WORK ORDER:
Please return every line in the following data that includes the string "ArticleStub".

::: PROVIDED DATA :::

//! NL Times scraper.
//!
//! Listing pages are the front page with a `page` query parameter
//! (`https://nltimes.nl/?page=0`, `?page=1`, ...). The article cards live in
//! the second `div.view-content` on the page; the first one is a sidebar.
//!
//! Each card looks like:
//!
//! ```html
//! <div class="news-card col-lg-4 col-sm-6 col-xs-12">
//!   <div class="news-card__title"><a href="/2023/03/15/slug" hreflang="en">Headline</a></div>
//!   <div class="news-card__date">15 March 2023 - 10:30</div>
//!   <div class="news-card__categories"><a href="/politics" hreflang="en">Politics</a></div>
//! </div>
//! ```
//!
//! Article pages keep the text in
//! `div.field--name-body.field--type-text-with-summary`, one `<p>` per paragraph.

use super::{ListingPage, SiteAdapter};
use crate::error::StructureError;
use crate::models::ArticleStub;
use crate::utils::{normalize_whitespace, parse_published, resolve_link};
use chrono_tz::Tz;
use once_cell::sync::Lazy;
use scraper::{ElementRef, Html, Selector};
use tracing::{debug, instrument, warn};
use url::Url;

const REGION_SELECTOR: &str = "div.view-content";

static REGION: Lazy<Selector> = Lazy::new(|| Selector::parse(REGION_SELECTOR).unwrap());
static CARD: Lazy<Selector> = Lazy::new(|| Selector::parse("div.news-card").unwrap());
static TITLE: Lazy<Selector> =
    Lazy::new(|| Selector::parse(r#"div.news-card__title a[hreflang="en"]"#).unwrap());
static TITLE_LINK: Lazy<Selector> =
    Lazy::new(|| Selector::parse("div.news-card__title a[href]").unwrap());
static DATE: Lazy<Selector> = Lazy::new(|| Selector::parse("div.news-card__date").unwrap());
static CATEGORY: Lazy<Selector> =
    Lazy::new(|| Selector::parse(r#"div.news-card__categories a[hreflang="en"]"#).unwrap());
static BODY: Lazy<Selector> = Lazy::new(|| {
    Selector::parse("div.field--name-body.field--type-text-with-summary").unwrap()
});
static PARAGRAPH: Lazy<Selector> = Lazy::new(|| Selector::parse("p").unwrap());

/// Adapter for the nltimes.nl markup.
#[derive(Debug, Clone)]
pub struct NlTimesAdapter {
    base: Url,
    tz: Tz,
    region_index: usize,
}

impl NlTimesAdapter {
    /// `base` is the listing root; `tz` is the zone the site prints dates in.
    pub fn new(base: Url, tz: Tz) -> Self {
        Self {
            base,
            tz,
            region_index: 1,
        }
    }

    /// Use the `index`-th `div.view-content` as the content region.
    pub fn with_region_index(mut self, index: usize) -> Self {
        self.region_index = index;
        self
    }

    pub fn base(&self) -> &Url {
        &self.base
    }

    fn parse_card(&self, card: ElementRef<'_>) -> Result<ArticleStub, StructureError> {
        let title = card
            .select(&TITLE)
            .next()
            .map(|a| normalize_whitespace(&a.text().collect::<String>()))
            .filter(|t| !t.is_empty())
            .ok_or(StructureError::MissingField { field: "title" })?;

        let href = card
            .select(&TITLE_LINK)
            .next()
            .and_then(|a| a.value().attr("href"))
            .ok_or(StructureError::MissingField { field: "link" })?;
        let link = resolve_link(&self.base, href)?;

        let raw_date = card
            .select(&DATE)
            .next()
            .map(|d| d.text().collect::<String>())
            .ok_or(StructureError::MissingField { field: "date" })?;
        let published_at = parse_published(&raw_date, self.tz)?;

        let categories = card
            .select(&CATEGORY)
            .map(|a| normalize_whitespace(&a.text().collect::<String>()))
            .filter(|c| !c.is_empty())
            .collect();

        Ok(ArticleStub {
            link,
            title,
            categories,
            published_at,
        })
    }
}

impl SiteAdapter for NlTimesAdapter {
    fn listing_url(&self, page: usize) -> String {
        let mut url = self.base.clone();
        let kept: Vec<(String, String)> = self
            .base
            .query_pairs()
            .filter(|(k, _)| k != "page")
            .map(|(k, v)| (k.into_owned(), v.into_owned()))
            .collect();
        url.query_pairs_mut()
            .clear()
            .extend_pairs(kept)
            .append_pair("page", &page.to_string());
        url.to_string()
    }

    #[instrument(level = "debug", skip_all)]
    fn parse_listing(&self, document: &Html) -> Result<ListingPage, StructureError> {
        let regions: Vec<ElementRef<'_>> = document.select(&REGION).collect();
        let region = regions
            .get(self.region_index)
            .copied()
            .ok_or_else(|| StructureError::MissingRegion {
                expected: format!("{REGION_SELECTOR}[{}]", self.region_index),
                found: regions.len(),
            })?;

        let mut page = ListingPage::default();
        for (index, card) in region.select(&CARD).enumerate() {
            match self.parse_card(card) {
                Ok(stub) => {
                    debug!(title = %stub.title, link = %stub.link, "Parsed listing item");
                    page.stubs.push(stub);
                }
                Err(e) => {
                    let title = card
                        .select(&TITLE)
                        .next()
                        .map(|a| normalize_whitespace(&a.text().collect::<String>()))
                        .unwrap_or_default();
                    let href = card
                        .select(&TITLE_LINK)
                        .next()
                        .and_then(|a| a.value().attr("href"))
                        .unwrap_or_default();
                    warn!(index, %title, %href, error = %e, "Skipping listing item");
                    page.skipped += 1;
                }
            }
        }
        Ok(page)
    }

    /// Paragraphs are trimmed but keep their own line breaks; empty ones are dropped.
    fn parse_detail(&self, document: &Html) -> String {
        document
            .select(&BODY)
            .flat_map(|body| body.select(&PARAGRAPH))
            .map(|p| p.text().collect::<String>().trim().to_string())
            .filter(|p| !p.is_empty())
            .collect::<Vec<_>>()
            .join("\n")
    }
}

:::
::: PROVIDED DATA :::

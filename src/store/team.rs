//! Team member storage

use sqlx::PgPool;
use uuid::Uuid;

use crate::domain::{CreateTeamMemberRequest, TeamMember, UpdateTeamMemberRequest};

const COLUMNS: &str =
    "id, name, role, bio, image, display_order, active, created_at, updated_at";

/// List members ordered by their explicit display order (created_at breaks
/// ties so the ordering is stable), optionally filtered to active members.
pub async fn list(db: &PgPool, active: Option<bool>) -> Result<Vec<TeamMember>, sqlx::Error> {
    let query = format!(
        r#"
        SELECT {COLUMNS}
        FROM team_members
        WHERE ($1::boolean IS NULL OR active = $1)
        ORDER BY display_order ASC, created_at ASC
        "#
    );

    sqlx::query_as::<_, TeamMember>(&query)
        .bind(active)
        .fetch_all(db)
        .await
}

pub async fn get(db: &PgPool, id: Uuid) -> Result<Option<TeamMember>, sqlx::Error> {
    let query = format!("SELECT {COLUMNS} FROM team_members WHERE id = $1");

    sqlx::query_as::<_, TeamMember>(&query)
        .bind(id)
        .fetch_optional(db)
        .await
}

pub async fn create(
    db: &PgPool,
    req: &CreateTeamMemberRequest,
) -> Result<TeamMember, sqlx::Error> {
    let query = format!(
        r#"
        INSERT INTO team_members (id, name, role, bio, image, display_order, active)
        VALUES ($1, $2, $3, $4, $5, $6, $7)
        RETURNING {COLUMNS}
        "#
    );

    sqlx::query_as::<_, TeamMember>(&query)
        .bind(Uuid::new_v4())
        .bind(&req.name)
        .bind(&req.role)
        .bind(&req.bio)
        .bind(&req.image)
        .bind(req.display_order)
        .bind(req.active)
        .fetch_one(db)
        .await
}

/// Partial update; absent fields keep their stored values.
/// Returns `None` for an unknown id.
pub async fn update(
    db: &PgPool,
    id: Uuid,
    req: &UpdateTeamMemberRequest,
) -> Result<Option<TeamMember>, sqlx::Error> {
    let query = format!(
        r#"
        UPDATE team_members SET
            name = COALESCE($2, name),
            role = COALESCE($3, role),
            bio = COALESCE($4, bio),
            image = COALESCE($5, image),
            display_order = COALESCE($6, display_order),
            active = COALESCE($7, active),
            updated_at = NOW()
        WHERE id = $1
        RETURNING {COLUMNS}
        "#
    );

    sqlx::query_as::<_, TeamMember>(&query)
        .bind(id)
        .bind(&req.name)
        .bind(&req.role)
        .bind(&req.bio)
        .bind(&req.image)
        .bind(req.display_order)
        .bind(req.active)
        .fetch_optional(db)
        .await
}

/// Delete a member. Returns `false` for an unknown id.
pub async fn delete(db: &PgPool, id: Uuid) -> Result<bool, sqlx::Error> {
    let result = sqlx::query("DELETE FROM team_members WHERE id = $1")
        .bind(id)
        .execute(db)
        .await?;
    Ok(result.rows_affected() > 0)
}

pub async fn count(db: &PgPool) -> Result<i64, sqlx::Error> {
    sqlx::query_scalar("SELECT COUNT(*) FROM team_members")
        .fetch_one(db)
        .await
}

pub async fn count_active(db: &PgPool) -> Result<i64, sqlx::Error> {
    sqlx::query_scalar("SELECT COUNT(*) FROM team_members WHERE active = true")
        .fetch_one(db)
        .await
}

:::
::: PROVIDED DATA :::

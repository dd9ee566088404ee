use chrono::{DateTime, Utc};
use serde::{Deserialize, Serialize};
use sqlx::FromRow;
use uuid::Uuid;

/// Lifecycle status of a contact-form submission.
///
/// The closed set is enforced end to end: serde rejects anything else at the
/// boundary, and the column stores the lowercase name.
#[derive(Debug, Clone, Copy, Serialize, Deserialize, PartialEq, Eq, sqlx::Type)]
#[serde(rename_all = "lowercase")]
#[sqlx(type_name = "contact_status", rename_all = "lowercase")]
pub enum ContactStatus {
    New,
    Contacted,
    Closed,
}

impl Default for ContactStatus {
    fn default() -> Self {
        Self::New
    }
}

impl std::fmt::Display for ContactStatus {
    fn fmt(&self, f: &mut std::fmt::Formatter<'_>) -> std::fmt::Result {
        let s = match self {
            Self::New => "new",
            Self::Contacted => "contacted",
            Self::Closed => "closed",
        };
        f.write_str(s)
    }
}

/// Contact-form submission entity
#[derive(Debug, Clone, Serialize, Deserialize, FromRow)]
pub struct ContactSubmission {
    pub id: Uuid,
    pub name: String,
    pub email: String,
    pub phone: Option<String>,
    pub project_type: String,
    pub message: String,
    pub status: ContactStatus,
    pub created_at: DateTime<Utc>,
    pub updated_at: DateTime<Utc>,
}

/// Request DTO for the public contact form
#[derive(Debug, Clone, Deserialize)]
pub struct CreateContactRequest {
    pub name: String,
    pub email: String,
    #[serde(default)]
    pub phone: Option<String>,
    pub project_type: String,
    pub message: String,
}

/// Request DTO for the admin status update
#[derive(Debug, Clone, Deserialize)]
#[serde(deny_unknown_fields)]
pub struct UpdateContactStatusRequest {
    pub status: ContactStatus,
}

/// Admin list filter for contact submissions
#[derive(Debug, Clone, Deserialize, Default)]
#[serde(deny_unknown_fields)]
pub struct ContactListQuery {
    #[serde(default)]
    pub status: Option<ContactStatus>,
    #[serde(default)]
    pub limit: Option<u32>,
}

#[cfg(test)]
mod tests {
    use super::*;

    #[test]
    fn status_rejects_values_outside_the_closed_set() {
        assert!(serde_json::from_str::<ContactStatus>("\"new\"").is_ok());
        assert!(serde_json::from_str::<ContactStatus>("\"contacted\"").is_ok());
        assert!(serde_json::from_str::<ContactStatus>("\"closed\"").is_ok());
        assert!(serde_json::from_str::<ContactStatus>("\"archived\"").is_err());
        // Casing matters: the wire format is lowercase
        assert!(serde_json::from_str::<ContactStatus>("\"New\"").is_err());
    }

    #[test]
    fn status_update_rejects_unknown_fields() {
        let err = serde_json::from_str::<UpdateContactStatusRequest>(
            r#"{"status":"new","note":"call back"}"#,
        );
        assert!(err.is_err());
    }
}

:::

RESULT:
use crate::models::ArticleStub;
    fn parse_card(&self, card: ElementRef<'_>) -> Result<ArticleStub, StructureError> {
        Ok(ArticleStub {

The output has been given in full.